Afin de comprendre le fin mot de l’histoire entre lui et Riad Salamé, mieux vaut emprunter le biais de la métaphore en rappelant l’histoire des « brocanteurs de galanteries », expression qui désignait dans l’antiquité tardive le personnel des thermes ou bains publics qui étaient largement fréquentés par toutes les couches populaires. À Rome, on comptait quelque 850 thermes où travaillaient de nombreux domestiques ainsi que des barbiers-étuvistes qui prodiguaient certains soins médicaux. En dépit de la séparation des sexes, ces bains ne tarderont pas à devenir des lieux propices aux rencontres galantes grâce aux bons offices du personnel qui n’hésitait pas à jouer les entremetteurs, en facilitant la rencontre de l’offre et de la demande. Tout le monde y trouvait son compte, y compris les intermédiaires. L’Église chrétienne avait beau fulminer contre ces pratiques de débauche, rien n’y fera ; la mixité et le badinage galant auront toujours droit de cité en ces lieux jusqu’à la fermeture des bains en Europe suite à l’épidémie de syphilis qui suivit la découverte des Amériques.
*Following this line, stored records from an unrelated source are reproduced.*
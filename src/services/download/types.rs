//! Download errors and events.

use std::path::PathBuf;

use reqwest::StatusCode;
use thiserror::Error;

use crate::models::AnexoIdentity;
use crate::scrapers::ScrapeError;

/// Why a single download failed. Partial files are already removed.
#[derive(Debug, Error)]
pub enum DownloadError {
    #[error("HTTP error: {0}")]
    Http(#[from] reqwest::Error),

    #[error("Unexpected status: {0}")]
    Status(StatusCode),

    #[error("I/O error: {0}")]
    Io(#[from] std::io::Error),

    #[error("Server returned an empty body")]
    EmptyPayload,

    #[error("Cancelled")]
    Cancelled,
}

impl From<ScrapeError> for DownloadError {
    fn from(err: ScrapeError) -> Self {
        match err {
            ScrapeError::Http(e) => DownloadError::Http(e),
            ScrapeError::Status(status) => DownloadError::Status(status),
            ScrapeError::InvalidUrl(e) => {
                DownloadError::Io(std::io::Error::new(std::io::ErrorKind::InvalidInput, e))
            }
        }
    }
}

/// Events emitted during retrieval.
#[derive(Debug, Clone)]
pub enum DownloadEvent {
    /// Download started; `path` is the reserved destination.
    Started {
        identity: AnexoIdentity,
        url: String,
        path: PathBuf,
    },
    Completed {
        identity: AnexoIdentity,
        path: PathBuf,
        bytes: u64,
    },
    Failed {
        identity: AnexoIdentity,
        url: String,
        error: String,
    },
}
À Avignon, la cité des Papes, existait un établissement appelé « Les Bains du Pont » car situé sur le pont de cette ville. En 1441, il faudra un concile ecclésiastique pour fermer cet établissement et mettre fin aux « comme ci » et « comme ça » du batifolage galant des messieurs et des dames qui fréquentaient ces lieux. Bref, les bains publics ont toujours eu une réputation sulfureuse de lieux de stupre et de luxure. Il en est de même de l’État libanais, corrompu jusqu’à la moelle. C’est un bain public d’où le souci de l’hygiène a disparu parce qu’il est devenu, à cause d’une caste politique dépourvue de moralité, un abîme sans fond de la pestilence mafieuse.
Ce simulacre d’État est aujourd’hui un ogre à l’appétit insatiable. La règle du droit et de la loi y est une simple « opinion » ou un « point de vue » opportun en fonction de la volonté de puissance de ceux qui exercent le pouvoir. L’État, pense la caste politique, n’est qu’un butin qu’on se répartit entre belligérants claniques, donc mafieux. L’hégémonie exercée par des forces de facto, comme le Hezbollah, a tout intérêt à protéger un tel système de corruption. Dès lors, la prestation oratoire de Hassane Diab contre Riad Salamé fut, au mieux, une gesticulation donquichottesque et, au pire, l’expression d’une dérive autoritaire voire tyrannique du régime actuel. Le régime du président Aoun souhaiterait-il, par le biais d’un coup de force déguisé, éliminer toute velléité d’opposition, soumettre toute instance institutionnelle autonome et concentrer entre ses mains tous les leviers de commande de l’État? Le régime refuse d’entreprendre toute réforme, ne fait rien pour colmater les brèches de la fuite de ses propres revenus, demeure sourd aux demandes pressantes de ce que le Liban a encore comme amis. Par réforme il comprend la seule centralisation du pouvoir. La caste mafieuse qui vampirise l’État et la population n’entend pas lâcher prise.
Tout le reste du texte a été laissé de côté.